While the Second Renewed Motion for Class Certification was pending and the parties were working towards completing discovery before the March 1 fact discovery deadline, Maldonado informed plaintiffs' counsel that she no longer wished to participate in the litigation. See Def.'s Mot. to Enlarge the Scheduling Order [Dkt. #176] at 1. In early February 2024, plaintiffs' counsel notified the District of this development and previewed that they were likely to seek leave to amend the operative complaint. Id. However, when the District sought consent to extend the discovery schedule and briefly pause depositions while this issue was sorted out, plaintiffs refused. Id. The District therefore filed two motions for protective orders concerning the depositions of Melisa Byrd and Charlene Fairfax in which the District sought to postpone the depositions until after the amendment issue was resolved so that the parties “can proceed in discovery with the benefit of knowing the parties and factual allegations in the operative complaint.” Fairfax Mot. at 1; see also Byrd Mot. In response, plaintiffs filed a motion to compel both depositions and for the imposition of sanctions based on the District's refusal to participate in the depositions as originally noticed. Pls.' Cross-Mot. to Compel.

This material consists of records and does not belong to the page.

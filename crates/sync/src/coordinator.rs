//! The sync coordinator - runs the fetch, normalize, analyze cycle.
//!
//! ```text
//! idle|ready|error → fetching → normalizing → analyzing → ready
//!                        └──────────┴─────────────┴──→ error
//! ```
//!
//! The published snapshot is swapped atomically through a watch channel, so
//! readers always see either the previous snapshot or the new one. A failed
//! cycle leaves the previous snapshot in place.

use std::collections::{BTreeSet, HashSet};
use std::sync::atomic::{AtomicBool, Ordering};
use std::sync::Arc;

use roadmap_core::raw::RawBatch;
use roadmap_core::{
    ComputationError, Coverage, CycleId, CycleIssue, EngineConfig, Snapshot, SourceSystem, SyncState, TaskId,
    Time,
};
use roadmap_normalize::normalize_batches;
use roadmap_progress::{aggregate, apply_progress, carry_forward, classify_trend, summarize, BlockerDetector};
use roadmap_storage::SnapshotStore;
use tokio::sync::watch;
use tokio::task::JoinHandle;
use tracing::{debug, error, info, warn};

use crate::adapter::{AdapterError, SourceAdapter};

/// Coordinator state plus the error of the latest cycle.
#[derive(Debug, Clone, Default, PartialEq, Eq)]
pub struct SyncStatus {
    /// Current state
    pub state: SyncState,

    /// Fatal error of the latest cycle, or its adapter failures
    pub last_sync_error: Option<String>,
}

/// Read-only view handed to the rendering layer.
#[derive(Debug, Clone)]
pub struct SyncView {
    /// Current state
    pub state: SyncState,

    /// Latest published snapshot
    pub snapshot: Arc<Snapshot>,

    /// Fatal error of the latest cycle, or its adapter failures
    pub last_sync_error: Option<String>,
}

/// Result of a single trigger.
#[derive(Debug, Clone, PartialEq)]
pub enum TriggerOutcome {
    /// A cycle ran and published a snapshot
    Completed {
        /// Cycle that published
        cycle_id: CycleId,
        /// Backends missing from the snapshot
        adapter_failures: usize,
    },
    /// A cycle was already in flight; nothing ran
    Coalesced,
    /// The cycle failed; the previous snapshot is still served
    Failed(ComputationError),
}

/// Runs sync cycles and publishes snapshots.
pub struct SyncCoordinator {
    adapters: Vec<Arc<dyn SourceAdapter>>,
    config: EngineConfig,
    store: Option<Arc<dyn SnapshotStore>>,
    snapshot: watch::Sender<Arc<Snapshot>>,
    status: watch::Sender<SyncStatus>,
    in_flight: AtomicBool,
}

impl SyncCoordinator {
    /// Create a coordinator with no adapters.
    pub fn new(config: EngineConfig) -> Result<Self, ComputationError> {
        config.validate()?;

        let (snapshot, _) = watch::channel(Arc::new(Snapshot::empty()));
        let (status, _) = watch::channel(SyncStatus::default());

        Ok(Self {
            adapters: Vec::new(),
            config,
            store: None,
            snapshot,
            status,
            in_flight: AtomicBool::new(false),
        })
    }

    /// Add a source adapter.
    pub fn with_adapter(mut self, adapter: Arc<dyn SourceAdapter>) -> Self {
        self.adapters.push(adapter);
        self
    }

    /// Add several source adapters.
    pub fn with_adapters(mut self, adapters: impl IntoIterator<Item = Arc<dyn SourceAdapter>>) -> Self {
        self.adapters.extend(adapters);
        self
    }

    /// Persist every published snapshot to `store`.
    pub fn with_store(mut self, store: Arc<dyn SnapshotStore>) -> Self {
        self.store = Some(store);
        self
    }

    /// Engine configuration.
    pub fn config(&self) -> &EngineConfig {
        &self.config
    }

    /// Current state, snapshot and last error.
    pub fn view(&self) -> SyncView {
        let status = self.status.borrow().clone();
        SyncView {
            state: status.state,
            snapshot: Arc::clone(&self.snapshot.borrow()),
            last_sync_error: status.last_sync_error,
        }
    }

    /// Current state.
    pub fn state(&self) -> SyncState {
        self.status.borrow().state
    }

    /// Receive every published snapshot.
    pub fn subscribe(&self) -> watch::Receiver<Arc<Snapshot>> {
        self.snapshot.subscribe()
    }

    /// Receive every state change.
    pub fn subscribe_status(&self) -> watch::Receiver<SyncStatus> {
        self.status.subscribe()
    }

    /// Publish the snapshot persisted by an earlier run, if any.
    ///
    /// Returns whether a snapshot was restored.
    pub async fn restore(&self) -> roadmap_storage::Result<bool> {
        let Some(store) = &self.store else {
            return Ok(false);
        };
        match store.load_snapshot().await? {
            Some(snapshot) => {
                info!(
                    "Restored snapshot from cycle {}",
                    snapshot.cycle_id.map(|id| id.to_string()).unwrap_or_else(|| "-".into())
                );
                self.snapshot.send_replace(Arc::new(snapshot));
                Ok(true)
            }
            None => Ok(false),
        }
    }

    /// Run one cycle now.
    pub async fn trigger(&self) -> TriggerOutcome {
        self.trigger_at(chrono::Utc::now()).await
    }

    /// Run one cycle, evaluating ages and buckets at `now`.
    ///
    /// A trigger arriving while a cycle is in flight is coalesced into it.
    pub async fn trigger_at(&self, now: Time) -> TriggerOutcome {
        if self
            .in_flight
            .compare_exchange(false, true, Ordering::AcqRel, Ordering::Acquire)
            .is_err()
        {
            debug!("Sync cycle already in flight, coalescing trigger");
            return TriggerOutcome::Coalesced;
        }
        let _in_flight = InFlight(&self.in_flight);

        let cycle_id = CycleId::new();
        info!("Starting sync cycle {}", cycle_id);
        self.transition(SyncState::Fetching);

        let (batches, failures) = self.fetch_all().await;

        match self.analyze(cycle_id, &batches, failures, now) {
            Ok(snapshot) => {
                let adapter_failures = snapshot.issues.iter().filter(|i| i.is_adapter_failure()).count();
                let last_error = adapter_failure_summary(&snapshot.issues);
                let snapshot = Arc::new(snapshot);

                self.snapshot.send_replace(Arc::clone(&snapshot));
                self.finish(SyncState::Ready, last_error);
                info!(
                    "Sync cycle {} ready: {} tasks, {} features, {} blockers, {} issues",
                    cycle_id,
                    snapshot.tasks.len(),
                    snapshot.features.len(),
                    snapshot.blockers.len(),
                    snapshot.issues.len()
                );

                self.persist(&snapshot).await;
                TriggerOutcome::Completed { cycle_id, adapter_failures }
            }
            Err(e) => {
                error!("Sync cycle {} failed: {}", cycle_id, e);
                self.finish(SyncState::Error, Some(e.to_string()));
                TriggerOutcome::Failed(e)
            }
        }
    }

    /// Fetch from every adapter concurrently, each bounded by the timeout.
    async fn fetch_all(&self) -> (Vec<RawBatch>, Vec<CycleIssue>) {
        let timeout = self.config.sync.adapter_timeout();

        let handles: Vec<(SourceSystem, JoinHandle<Result<RawBatch, AdapterError>>)> = self
            .adapters
            .iter()
            .map(|adapter| {
                let adapter = Arc::clone(adapter);
                let backend = adapter.backend();
                let handle = tokio::spawn(async move {
                    match tokio::time::timeout(timeout, adapter.fetch()).await {
                        Ok(result) => result,
                        Err(_) => Err(AdapterError::TimedOut(timeout)),
                    }
                });
                (backend, handle)
            })
            .collect();

        let mut batches = Vec::new();
        let mut failures = Vec::new();
        for (backend, handle) in handles {
            let result = match handle.await {
                Ok(result) => result,
                Err(e) => Err(AdapterError::Other(format!("fetch task failed: {}", e))),
            };
            match result {
                Ok(batch) if batch.backend == backend => {
                    debug!("Fetched {} records from {}", batch.len(), backend);
                    batches.push(batch);
                }
                Ok(batch) => {
                    warn!("{} adapter returned {} data, discarding", backend, batch.backend);
                    failures.push(CycleIssue::AdapterFailure {
                        backend,
                        reason: format!("returned {} data", batch.backend),
                    });
                }
                Err(e) => {
                    warn!("{} adapter failed ({}): {}", backend, e.kind(), e);
                    failures.push(CycleIssue::AdapterFailure { backend, reason: e.to_string() });
                }
            }
        }
        (batches, failures)
    }

    fn analyze(
        &self,
        cycle_id: CycleId,
        batches: &[RawBatch],
        failures: Vec<CycleIssue>,
        now: Time,
    ) -> Result<Snapshot, ComputationError> {
        self.transition(SyncState::Normalizing);
        let normalized = normalize_batches(batches, &self.config.status_mapping)?;

        self.transition(SyncState::Analyzing);
        let rules = &self.config.rules;

        let mut features = normalized.features;
        apply_progress(&mut features, &normalized.tasks, rules.progress_method);

        let blockers = BlockerDetector::new(rules.clone()).detect(&normalized.tasks, &normalized.activities, now);

        let previous = Arc::clone(&self.snapshot.borrow());
        let coverage = coverage_of(&failures);
        let velocity = carry_forward(
            aggregate(
                &normalized.activities,
                &normalized.tasks,
                self.config.velocity.window_size,
                self.config.velocity.bucketing,
                now,
            ),
            &previous.velocity,
            coverage,
        );
        let trend = classify_trend(&velocity, self.config.trend.sample_count, self.config.trend.threshold_slope);

        let summary = summarize(
            &normalized.tasks,
            &normalized.activities,
            normalized.orphan_task_ids.len(),
            &blockers,
            now,
        );

        let mut issues = failures;
        issues.extend(normalized.issues);

        let backends: BTreeSet<SourceSystem> = batches.iter().map(|b| b.backend).collect();

        let snapshot = Snapshot {
            cycle_id: Some(cycle_id),
            completed_at: Some(now),
            backends: backends.into_iter().collect(),
            tasks: normalized.tasks,
            features,
            orphan_task_ids: normalized.orphan_task_ids,
            groupings: normalized.groupings,
            activities: normalized.activities,
            blockers,
            velocity,
            trend,
            summary,
            issues,
        };
        check_invariants(&snapshot)?;
        Ok(snapshot)
    }

    async fn persist(&self, snapshot: &Snapshot) {
        let Some(store) = &self.store else {
            return;
        };
        if let Err(e) = store.save_snapshot(snapshot).await {
            warn!("Failed to persist snapshot: {}", e);
        }
    }

    fn transition(&self, next: SyncState) {
        self.status.send_modify(|status| move_to(status, next));
    }

    /// Enter a terminal state and record the cycle's error in one update.
    fn finish(&self, next: SyncState, last_sync_error: Option<String>) {
        self.status.send_modify(|status| {
            move_to(status, next);
            status.last_sync_error = last_sync_error;
        });
    }
}

fn move_to(status: &mut SyncStatus, next: SyncState) {
    if !status.state.can_transition_to(next) {
        warn!("Unexpected sync transition {} -> {}", status.state, next);
    }
    debug!("Sync state {} -> {}", status.state, next);
    status.state = next;
}

/// Clears the in-flight flag when a cycle ends, however it ends.
struct InFlight<'a>(&'a AtomicBool);

impl Drop for InFlight<'_> {
    fn drop(&mut self) {
        self.0.store(false, Ordering::Release);
    }
}

/// Which halves of the velocity samples this cycle can vouch for.
fn coverage_of(failures: &[CycleIssue]) -> Coverage {
    let failed = |pm: bool| {
        failures.iter().any(|issue| {
            matches!(issue, CycleIssue::AdapterFailure { backend, .. } if backend.is_project_management() == pm)
        })
    };
    Coverage { activity: !failed(false), story_points: !failed(true) }
}

fn adapter_failure_summary(issues: &[CycleIssue]) -> Option<String> {
    let failures: Vec<String> = issues
        .iter()
        .filter(|i| i.is_adapter_failure())
        .map(ToString::to_string)
        .collect();
    (!failures.is_empty()).then(|| failures.join("; "))
}

/// Every task is in exactly one feature or in the orphan list.
fn check_invariants(snapshot: &Snapshot) -> Result<(), ComputationError> {
    let mut grouped: HashSet<&TaskId> = HashSet::new();
    let memberships = snapshot
        .features
        .iter()
        .flat_map(|f| f.task_ids.iter())
        .chain(snapshot.orphan_task_ids.iter());
    for id in memberships {
        if !grouped.insert(id) {
            return Err(ComputationError::Invariant(format!("task {} grouped more than once", id)));
        }
    }
    if grouped.len() != snapshot.tasks.len() {
        return Err(ComputationError::Invariant(format!(
            "grouping covers {} of {} tasks",
            grouped.len(),
            snapshot.tasks.len()
        )));
    }

    if let Some(feature) = snapshot
        .features
        .iter()
        .find(|f| !(0.0..=100.0).contains(&f.progress_percent))
    {
        return Err(ComputationError::Invariant(format!(
            "progress of {} is {}",
            feature.id, feature.progress_percent
        )));
    }
    Ok(())
}
//! Task model - the canonical unit of work.

use serde::{Deserialize, Serialize};
use crate::id::{SourceSystem, TaskId};
use crate::Time;

/// A task normalized from any project-management backend.
#[derive(Debug, Clone, PartialEq, Serialize, Deserialize)]
pub struct Task {
    /// Composite identifier (`system:native_id`)
    pub id: TaskId,

    /// Task title
    pub title: String,

    /// Canonical status
    pub status: TaskStatus,

    /// Assignee identity, if any
    pub assignee: Option<String>,

    /// Story point estimate
    pub story_points: Option<f64>,

    /// Backend the task came from
    pub source_system: SourceSystem,

    /// Last update timestamp
    pub last_updated: Time,

    /// Dependencies, linked pull requests and commits
    pub links: Vec<TaskLink>,
}

impl Task {
    /// Create a task with no assignee, estimate, or links.
    pub fn new(
        source_system: SourceSystem,
        native_id: &str,
        title: impl Into<String>,
        status: TaskStatus,
        last_updated: Time,
    ) -> Self {
        Self {
            id: TaskId::new(source_system, native_id),
            title: title.into(),
            status,
            assignee: None,
            story_points: None,
            source_system,
            last_updated,
            links: Vec::new(),
        }
    }

    /// Add a link unless an identical one is already present.
    pub fn add_link(&mut self, link: TaskLink) {
        if !self.links.contains(&link) {
            self.links.push(link);
        }
    }

    /// Tasks this one declares a dependency on.
    pub fn dependencies(&self) -> impl Iterator<Item = &str> {
        self.links
            .iter()
            .filter(|l| l.kind == LinkKind::DependsOn)
            .map(|l| l.target.as_str())
    }

    /// Whole days since the last update, never negative.
    pub fn age_days(&self, now: Time) -> i64 {
        now.signed_duration_since(self.last_updated).num_days().max(0)
    }
}

/// Canonical status vocabulary every backend status maps into.
#[derive(Debug, Clone, Copy, PartialEq, Eq, Hash, Serialize, Deserialize)]
#[serde(rename_all = "snake_case")]
pub enum TaskStatus {
    /// Not started
    Todo,
    /// Being worked on
    InProgress,
    /// Awaiting review
    Review,
    /// Explicitly blocked
    Blocked,
    /// Completed
    Done,
}

impl TaskStatus {
    /// All canonical statuses.
    pub const ALL: [TaskStatus; 5] = [
        TaskStatus::Todo,
        TaskStatus::InProgress,
        TaskStatus::Review,
        TaskStatus::Blocked,
        TaskStatus::Done,
    ];

    /// Get string representation.
    pub fn as_str(&self) -> &'static str {
        match self {
            TaskStatus::Todo => "todo",
            TaskStatus::InProgress => "in_progress",
            TaskStatus::Review => "review",
            TaskStatus::Blocked => "blocked",
            TaskStatus::Done => "done",
        }
    }

    /// Whether the task counts as completed.
    pub fn is_done(&self) -> bool {
        matches!(self, TaskStatus::Done)
    }
}

impl std::fmt::Display for TaskStatus {
    fn fmt(&self, f: &mut std::fmt::Formatter<'_>) -> std::fmt::Result {
        f.write_str(self.as_str())
    }
}

impl std::str::FromStr for TaskStatus {
    type Err = String;

    fn from_str(s: &str) -> Result<Self, Self::Err> {
        TaskStatus::ALL
            .into_iter()
            .find(|status| status.as_str() == s.trim())
            .ok_or_else(|| format!("not a canonical status: {}", s))
    }
}

/// A reference from a task to something else.
#[derive(Debug, Clone, PartialEq, Eq, Hash, Serialize, Deserialize)]
pub struct TaskLink {
    /// Type of relationship
    pub kind: LinkKind,

    /// Target: a task id for dependencies, `github:repo#n` for PRs, `github:repo@sha` for commits
    pub target: String,
}

impl TaskLink {
    /// Dependency on another task.
    pub fn depends_on(task: &TaskId) -> Self {
        Self { kind: LinkKind::DependsOn, target: task.to_string() }
    }
}

/// Types of task references.
#[derive(Debug, Clone, Copy, PartialEq, Eq, Hash, Serialize, Deserialize)]
#[serde(rename_all = "snake_case")]
pub enum LinkKind {
    /// This task cannot finish before `target`
    DependsOn,
    /// A pull request implementing this task
    PullRequest,
    /// A commit referencing this task
    Commit,
}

Meanwhile, plaintiff Elsa Maldonado was dismissed from the case, and plaintiffs sought leave to file a Third Amended Complaint adding five new D.C. Medicaid beneficiaries as named plaintiffs. See Joint Stip.; Mot. for Leave. The District opposed the proposed amendment and filed a motion to dismiss the Second Amended Complaint for lack of jurisdiction on the ground that the only remaining plaintiffs claim is moot. See Mot. to Dismiss. Lastly, while this dispute was ongoing, the Court granted the District's motion to stay discovery until after the Court rules on the pending motions. See May 2, 2024 Min. Order. The Court also denied Plaintiffs' Motion for Class Certification without prejudice, noting that “[i]f the Court grants plaintiffs' motion for leave to amend, the Court will set new deadlines for briefing on the class certification issue so that the Court has the benefit of updated briefing applicable to the new proposed class representatives.” Mar. 28, 2024 Min. Order.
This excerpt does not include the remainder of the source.